Interommatidial cells build a tensile collagen network during Drosophila retinal morphogenesis

Abstract

Drosophila compound eye morphogenesis transforms a simple epithelium into an approximate hollow hemisphere comprised of ∼700 ommatidia, packed as tapering hexagonal prisms between a rigid external array of cuticular lenses and a parallel, rigid internal floor, the fenestrated membrane (FM). Critical to vision, photosensory rhabdomeres are sprung between these two surfaces, grading their length and shape accurately across the eye and aligning them to the optical axis. Using fluorescently tagged collagen and laminin, we show that that the FM assembles sequentially, emerging in the larval eye disc in the wake of the morphogenetic furrow as the original collagen-containing basement membrane (BM) separates from the epithelial floor and is replaced by a new, laminin-rich BM, which advances around axon bundles of newly differentiated photoreceptors as they exit the retina, forming fenestrae in this new, laminin-rich BM. In mid-pupal development, the interommatidial cells (IOCs) autonomously deposit collagen at fenestrae, forming rigid, tension-resisting grommets. In turn, stress fibers assemble in the IOC basal endfeet, where they contact grommets at anchorages mediated by integrin linked kinase (ILK).

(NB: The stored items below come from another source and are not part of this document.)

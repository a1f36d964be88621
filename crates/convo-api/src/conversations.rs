use convo_types::{endpoints, ConversationSummary, DeleteResponse, SessionHandle};

use crate::client::ApiClient;
use crate::error::ClientError;

/// Client for the stored-conversation endpoints
#[derive(Debug, Clone)]
pub struct ConversationsClient {
    client: ApiClient,
}

impl ConversationsClient {
    pub fn new(client: ApiClient) -> Self {
        Self { client }
    }

    /// Most recent conversations, newest first as the server orders them
    pub async fn list(&self, limit: u32) -> Result<Vec<ConversationSummary>, ClientError> {
        let url = self.client.endpoint(endpoints::CONVERSATIONS, None)?;
        log::debug!("GET {} (limit {})", url, limit);

        let response = self
            .client
            .http()
            .get(url)
            .query(&[("limit", limit)])
            .send()
            .await?;
        let response = ApiClient::check(response, "Failed to load conversations").await?;

        // The server answers `null` when there is nothing stored
        let conversations: Option<Vec<ConversationSummary>> = ApiClient::read_json(response).await?;
        Ok(conversations.unwrap_or_default())
    }

    /// Full stored history of one conversation, in whatever shape the
    /// server keeps it
    pub async fn show(&self, id: &SessionHandle) -> Result<serde_json::Value, ClientError> {
        let url = self
            .client
            .endpoint(endpoints::CONVERSATIONS, Some(id.as_str()))?;
        log::debug!("GET {}", url);

        let response = self.client.http().get(url).send().await?;
        let response = ApiClient::check(response, "Failed to fetch the conversation history").await?;
        ApiClient::read_json(response).await
    }

    pub async fn delete(&self, id: &SessionHandle) -> Result<DeleteResponse, ClientError> {
        let url = self
            .client
            .endpoint(endpoints::CONVERSATIONS, Some(id.as_str()))?;
        log::debug!("DELETE {}", url);

        let response = self.client.http().delete(url).send().await?;
        let response = ApiClient::check(response, "Failed to delete the conversation").await?;
        let deleted: DeleteResponse = ApiClient::read_json(response).await?;
        log::info!("Deleted conversation {}", id);
        Ok(deleted)
    }
}
//! End-to-end runs from a configuration file through the JSONL output

use fenceline::checkpoint::{CheckpointLedger, FileCheckpointStore};
use fenceline::config::{load_config, Config};
use fenceline::control::Control;
use fenceline::coordination::SqliteCache;
use fenceline::fence::FenceManager;
use fenceline::output::load_statistics;
use fenceline::queue::{SqliteTaskQueue, TaskQueue};
use fenceline::scheduler::RunScheduler;
use fenceline::state::{AttemptStatus, SourceStatus};
use fenceline::storage::{open_shared, AttemptStore, SharedStorage};
use fenceline::validator::RunValidator;
use fenceline::worker::{IndexingWorker, TaskOutcome};
use std::fs;
use std::path::{Path, PathBuf};
use std::sync::Arc;
use tempfile::TempDir;

/// Every long-lived component, opened the way the binary opens them
struct Deployment {
    config: Config,
    storage: SharedStorage,
    fences: FenceManager,
    queue: Arc<SqliteTaskQueue>,
    ledger: Arc<CheckpointLedger>,
    output_dir: PathBuf,
    _dir: TempDir,
}

impl Deployment {
    fn scheduler(&self) -> RunScheduler {
        let queue: Arc<dyn TaskQueue> = self.queue.clone();
        RunScheduler::new(self.storage.clone(), self.fences.clone(), queue)
            .with_config(self.config.scheduler.clone())
            .with_queue_name(self.config.queue.name.clone())
            .with_lock_timeout(self.config.coordination.lock_timeout())
    }

    fn validator(&self) -> RunValidator {
        let queue: Arc<dyn TaskQueue> = self.queue.clone();
        RunValidator::new(
            self.storage.clone(),
            self.fences.clone(),
            queue,
            self.config.queue.name.clone(),
            self.config.coordination.lock_timeout(),
        )
    }

    fn worker(&self) -> IndexingWorker {
        IndexingWorker::new(
            self.storage.clone(),
            self.fences.clone(),
            self.ledger.clone(),
            self.config.worker.clone(),
            self.config.scheduler.poll_offset_minutes,
        )
    }

    fn poll(&self) -> Option<TaskOutcome> {
        self.worker()
            .poll_once(&self.queue, &self.config.queue.name, "worker-1")
            .unwrap()
    }
}

fn write_docs(root: &Path) {
    fs::create_dir_all(root.join("team")).unwrap();
    fs::write(root.join("readme.txt"), "start here").unwrap();
    fs::write(root.join("team/notes.txt"), "monday notes").unwrap();
    fs::write(root.join("team/plan.txt"), "the plan").unwrap();
}

fn deploy() -> Deployment {
    let dir = TempDir::new().unwrap();
    let docs = dir.path().join("docs");
    write_docs(&docs);
    let at = |name: &str| dir.path().join(name).display().to_string();

    let toml = format!(
        r#"
[coordination]
cache-path = "{cache}"
liveness-ttl-secs = 30

[storage]
database-path = "{db}"
checkpoint-dir = "{checkpoints}"

[queue]
database-path = "{queue}"

[worker]
output-dir = "{output}"
fence-wait-timeout-secs = 5

[[source]]
name = "team-notes"
connector = "directory"
credential = "local"
root = "{docs}"

[[generation]]
id = 1
status = "present"
"#,
        cache = at("cache.db"),
        db = at("fenceline.db"),
        checkpoints = at("checkpoints"),
        queue = at("queue.db"),
        output = at("out"),
        docs = docs.display(),
    );
    let config_path = dir.path().join("fenceline.toml");
    fs::write(&config_path, toml).unwrap();
    let config = load_config(&config_path).unwrap();

    let storage = open_shared(Path::new(&config.storage.database_path)).unwrap();
    let cache = Arc::new(SqliteCache::open(Path::new(&config.coordination.cache_path)).unwrap());
    let queue = Arc::new(SqliteTaskQueue::open(Path::new(&config.queue.database_path)).unwrap());
    let store = Arc::new(FileCheckpointStore::new(&config.storage.checkpoint_dir).unwrap());
    let ledger = Arc::new(CheckpointLedger::new(
        store,
        storage.clone(),
        config.storage.checkpoint_size_limit,
    ));
    let fences = FenceManager::new(cache, config.coordination.liveness_ttl());

    Deployment {
        output_dir: PathBuf::from(&config.worker.output_dir),
        config,
        storage,
        fences,
        queue,
        ledger,
        _dir: dir,
    }
}

fn output_lines(dir: &Path) -> Vec<serde_json::Value> {
    let mut lines = Vec::new();
    for entry in fs::read_dir(dir).unwrap() {
        let content = fs::read_to_string(entry.unwrap().path()).unwrap();
        lines.extend(
            content
                .lines()
                .map(|line| serde_json::from_str::<serde_json::Value>(line).unwrap()),
        );
    }
    lines
}

#[test]
fn test_configured_source_is_indexed_end_to_end() {
    let d = deploy();
    let scheduler = d.scheduler();
    assert_eq!(scheduler.sync_config(&d.config).unwrap(), 1);

    let report = scheduler.check_for_indexing().unwrap();
    assert_eq!(report.started.len(), 1);
    let attempt_id = report.started[0];

    assert_eq!(
        d.poll(),
        Some(TaskOutcome::Finished {
            attempt_id,
            status: AttemptStatus::Success
        })
    );
    assert_eq!(d.poll(), None);

    let mut ids: Vec<String> = output_lines(&d.output_dir)
        .iter()
        .map(|doc| doc["id"].as_str().unwrap().to_string())
        .collect();
    ids.sort();
    assert_eq!(ids, vec!["readme.txt", "team/notes.txt", "team/plan.txt"]);

    let storage = d.storage.lock();
    let attempt = storage.get_attempt(attempt_id).unwrap();
    assert_eq!(attempt.total_docs_indexed, 3);
    assert!(attempt.poll_window().is_some());
    let source = storage.get_source_by_name("team-notes").unwrap().unwrap();
    assert_eq!(source.status, SourceStatus::Active);

    let stats = load_statistics(&*storage).unwrap();
    assert_eq!(stats.count(AttemptStatus::Success), 1);
    assert_eq!(stats.total_attempts, 1);
}

#[test]
fn test_finished_run_leaves_nothing_to_reconcile() {
    let d = deploy();
    let scheduler = d.scheduler();
    scheduler.sync_config(&d.config).unwrap();
    let attempt_id = scheduler.check_for_indexing().unwrap().started[0];
    d.poll().unwrap();

    let report = d.validator().sweep().unwrap();
    assert_eq!(report.orphans_reconciled + report.unfenced_reconciled, 0);

    let status = Control::new(d.storage.clone(), d.fences.clone())
        .get_status(attempt_id)
        .unwrap();
    assert!(!status.fenced);
    assert_eq!(status.attempt.status, AttemptStatus::Success);

    // Sources without a refresh interval are indexed once
    assert!(scheduler.check_for_indexing().unwrap().started.is_empty());
}

#[test]
fn test_reindex_trigger_starts_from_the_beginning() {
    let d = deploy();
    let scheduler = d.scheduler();
    scheduler.sync_config(&d.config).unwrap();
    scheduler.check_for_indexing().unwrap();
    d.poll().unwrap();

    scheduler.trigger("team-notes", true).unwrap();
    let started = scheduler.check_for_indexing().unwrap().started;
    assert_eq!(started.len(), 1);
    assert!(d.storage.lock().get_attempt(started[0]).unwrap().from_beginning);

    let Some(TaskOutcome::Finished { status, .. }) = d.poll() else {
        panic!("reindex task was not run");
    };
    assert_eq!(status, AttemptStatus::Success);

    // The reindex appends every document again
    assert_eq!(output_lines(&d.output_dir).len(), 6);
    let window = d.storage.lock().get_attempt(started[0]).unwrap().poll_window().unwrap();
    assert_eq!(window.0.timestamp(), 0);
}

#[tokio::test]
async fn test_passes_share_handles_across_blocking_tasks() {
    let d = Arc::new(deploy());

    let beat = d.clone();
    let started = tokio::task::spawn_blocking(move || {
        let scheduler = beat.scheduler();
        scheduler.sync_config(&beat.config)?;
        scheduler.check_for_indexing()
    })
    .await
    .unwrap()
    .unwrap()
    .started;
    assert_eq!(started.len(), 1);

    let work = d.clone();
    let sweep = d.clone();
    let (outcome, report) = tokio::join!(
        tokio::task::spawn_blocking(move || work.poll()),
        tokio::task::spawn_blocking(move || sweep.validator().sweep()),
    );
    assert!(matches!(
        outcome.unwrap(),
        Some(TaskOutcome::Finished { status: AttemptStatus::Success, .. })
    ));
    // A sweep racing the worker must never reconcile a live run
    assert_eq!(report.unwrap().unwrap().orphans_reconciled, 0);
    assert_eq!(
        d.storage.lock().get_attempt(started[0]).unwrap().status,
        AttemptStatus::Success
    );
}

The hexagonal network of IOC endfeet tiling the retinal floor couples nearest-neighbor grommets into a supracellular tri-axial tension network. Late in pupal development, IOC stress fiber contraction folds pliable BM into a hexagonal grid of collagen-stiffened ridges, concomitantly decreasing the area of convex FM and applying essential morphogenetic longitudinal tension to rapidly growing rhabdomeres. Together, our results reveal an orderly program of sequential assembly and activation of a supramolecular tensile network that governs Drosophila retinal morphogenesis.